- Exercise brief -
All of the data must be returned exactly as given.

- Data provided -
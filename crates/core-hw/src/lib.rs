//! Hardware surface: GPIO ownership and the LED chain drivers.
//!
//! A `Chain` exclusively owns one DMA-driven pixel chain. `apply_frame`
//! accepts a canonical RGB buffer for the whole chain and must not block
//! the scheduler thread: the WS281x implementation hands the buffer to a
//! dedicated worker thread and returns once it is accepted. A refused
//! transfer surfaces as `HardwareError` and the caller treats the frame
//! as dropped; the next tick retries with a fresh composite.

use core_color::Rgb;
use std::time::Duration;

pub mod gpio;
pub mod mock;
#[cfg(feature = "hardware")]
pub mod ws281x;

pub use gpio::{GpioRegistry, PinMode};
pub use mock::MockChain;
#[cfg(feature = "hardware")]
pub use ws281x::Ws281xChain;

/// WS281x wire timing: 24 bits per pixel at 1.25 µs per bit, plus the
/// low reset latch.
pub const BIT_TIME_NS: u64 = 1_250;
pub const BITS_PER_PIXEL: u64 = 24;
pub const RESET_TIME_US: u64 = 50;

/// Minimum spacing between two transfers on one chain: full transfer
/// time plus the reset latch. 90 pixels ⇒ 2.75 ms.
pub fn min_frame_interval(pixel_count: usize) -> Duration {
    let transfer_ns = pixel_count as u64 * BITS_PER_PIXEL * BIT_TIME_NS;
    Duration::from_nanos(transfer_ns) + Duration::from_micros(RESET_TIME_US)
}

#[derive(Debug, thiserror::Error)]
pub enum HardwareError {
    #[error("gpio pin {pin} already owned by {owner}")]
    PinInUse { pin: u8, owner: String },
    #[error("chain `{chain}` failed to initialize: {message}")]
    Init { chain: String, message: String },
    #[error("chain `{chain}` refused transfer: {message}")]
    Transfer { chain: String, message: String },
    #[error("chain `{chain}` worker is gone")]
    Disconnected { chain: String },
}

/// One physical LED chain. Implementations serialize writes internally;
/// there is exactly one writer at a time per chain.
pub trait Chain: Send + Sync {
    fn id(&self) -> &str;

    fn pixel_count(&self) -> usize;

    /// Minimum wall-clock spacing between two `apply_frame` calls.
    fn min_frame_interval(&self) -> Duration;

    /// Write the full buffer and trigger one DMA transfer. `pixels` must
    /// be exactly `pixel_count` long; color-order remapping happens
    /// inside the driver.
    fn apply_frame(&self, pixels: &[Rgb]) -> Result<(), HardwareError>;

    fn clear(&self) -> Result<(), HardwareError> {
        self.apply_frame(&vec![Rgb::BLACK; self.pixel_count()])
    }
}

#[cfg(test)]
mod tests {
    use super::*;

    #[test]
    fn min_frame_interval_for_ninety_pixels() {
        // 90 px × 24 bit × 1.25 µs + 50 µs = 2.75 ms
        assert_eq!(min_frame_interval(90), Duration::from_micros(2_750));
    }

    #[test]
    fn min_frame_interval_scales_with_length() {
        assert!(min_frame_interval(144) > min_frame_interval(90));
        assert_eq!(min_frame_interval(0), Duration::from_micros(RESET_TIME_US));
    }
}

- Exercise result -
filename crates/core-hw/src/lib.rs
//! Hardware surface: GPIO ownership and the LED chain drivers.
//!
//! A `Chain` exclusively owns one DMA-driven pixel chain. `apply_frame`
//! accepts a canonical RGB buffer for the whole chain and must not block
//! the scheduler thread: the WS281x implementation hands the buffer to a
//! dedicated worker thread and returns once it is accepted. A refused
//! transfer surfaces as `HardwareError` and the caller treats the frame
//! as dropped; the next tick retries with a fresh composite.

use core_color::Rgb;
use std::time::Duration;

pub mod gpio;
pub mod mock;
#[cfg(feature = "hardware")]
pub mod ws281x;

pub use gpio::{GpioRegistry, PinMode};
pub use mock::MockChain;
#[cfg(feature = "hardware")]
pub use ws281x::Ws281xChain;

/// WS281x wire timing: 24 bits per pixel at 1.25 µs per bit, plus the
/// low reset latch.
pub const BIT_TIME_NS: u64 = 1_250;
pub const BITS_PER_PIXEL: u64 = 24;
pub const RESET_TIME_US: u64 = 50;

/// Minimum spacing between two transfers on one chain: full transfer
/// time plus the reset latch. 90 pixels ⇒ 2.75 ms.
pub fn min_frame_interval(pixel_count: usize) -> Duration {
    let transfer_ns = pixel_count as u64 * BITS_PER_PIXEL * BIT_TIME_NS;
    Duration::from_nanos(transfer_ns) + Duration::from_micros(RESET_TIME_US)
}

#[derive(Debug, thiserror::Error)]
pub enum HardwareError {
    #[error("gpio pin {pin} already owned by {owner}")]
    PinInUse { pin: u8, owner: String },
    #[error("chain `{chain}` failed to initialize: {message}")]
    Init { chain: String, message: String },
    #[error("chain `{chain}` refused transfer: {message}")]
    Transfer { chain: String, message: String },
    #[error("chain `{chain}` worker is gone")]
    Disconnected { chain: String },
}

/// One physical LED chain. Implementations serialize writes internally;
/// there is exactly one writer at a time per chain.
pub trait Chain: Send + Sync {
    fn id(&self) -> &str;

    fn pixel_count(&self) -> usize;

    /// Minimum wall-clock spacing between two `apply_frame` calls.
    fn min_frame_interval(&self) -> Duration;

    /// Write the full buffer and trigger one DMA transfer. `pixels` must
    /// be exactly `pixel_count` long; color-order remapping happens
    /// inside the driver.
    fn apply_frame(&self, pixels: &[Rgb]) -> Result<(), HardwareError>;

    fn clear(&self) -> Result<(), HardwareError> {
        self.apply_frame(&vec![Rgb::BLACK; self.pixel_count()])
    }
}

#[cfg(test)]
mod tests {
    use super::*;

    #[test]
    fn min_frame_interval_for_ninety_pixels() {
        // 90 px × 24 bit × 1.25 µs + 50 µs = 2.75 ms
        assert_eq!(min_frame_interval(90), Duration::from_micros(2_750));
    }

    #[test]
    fn min_frame_interval_scales_with_length() {
        assert!(min_frame_interval(144) > min_frame_interval(90));
        assert_eq!(min_frame_interval(0), Duration::from_micros(RESET_TIME_US));
    }
}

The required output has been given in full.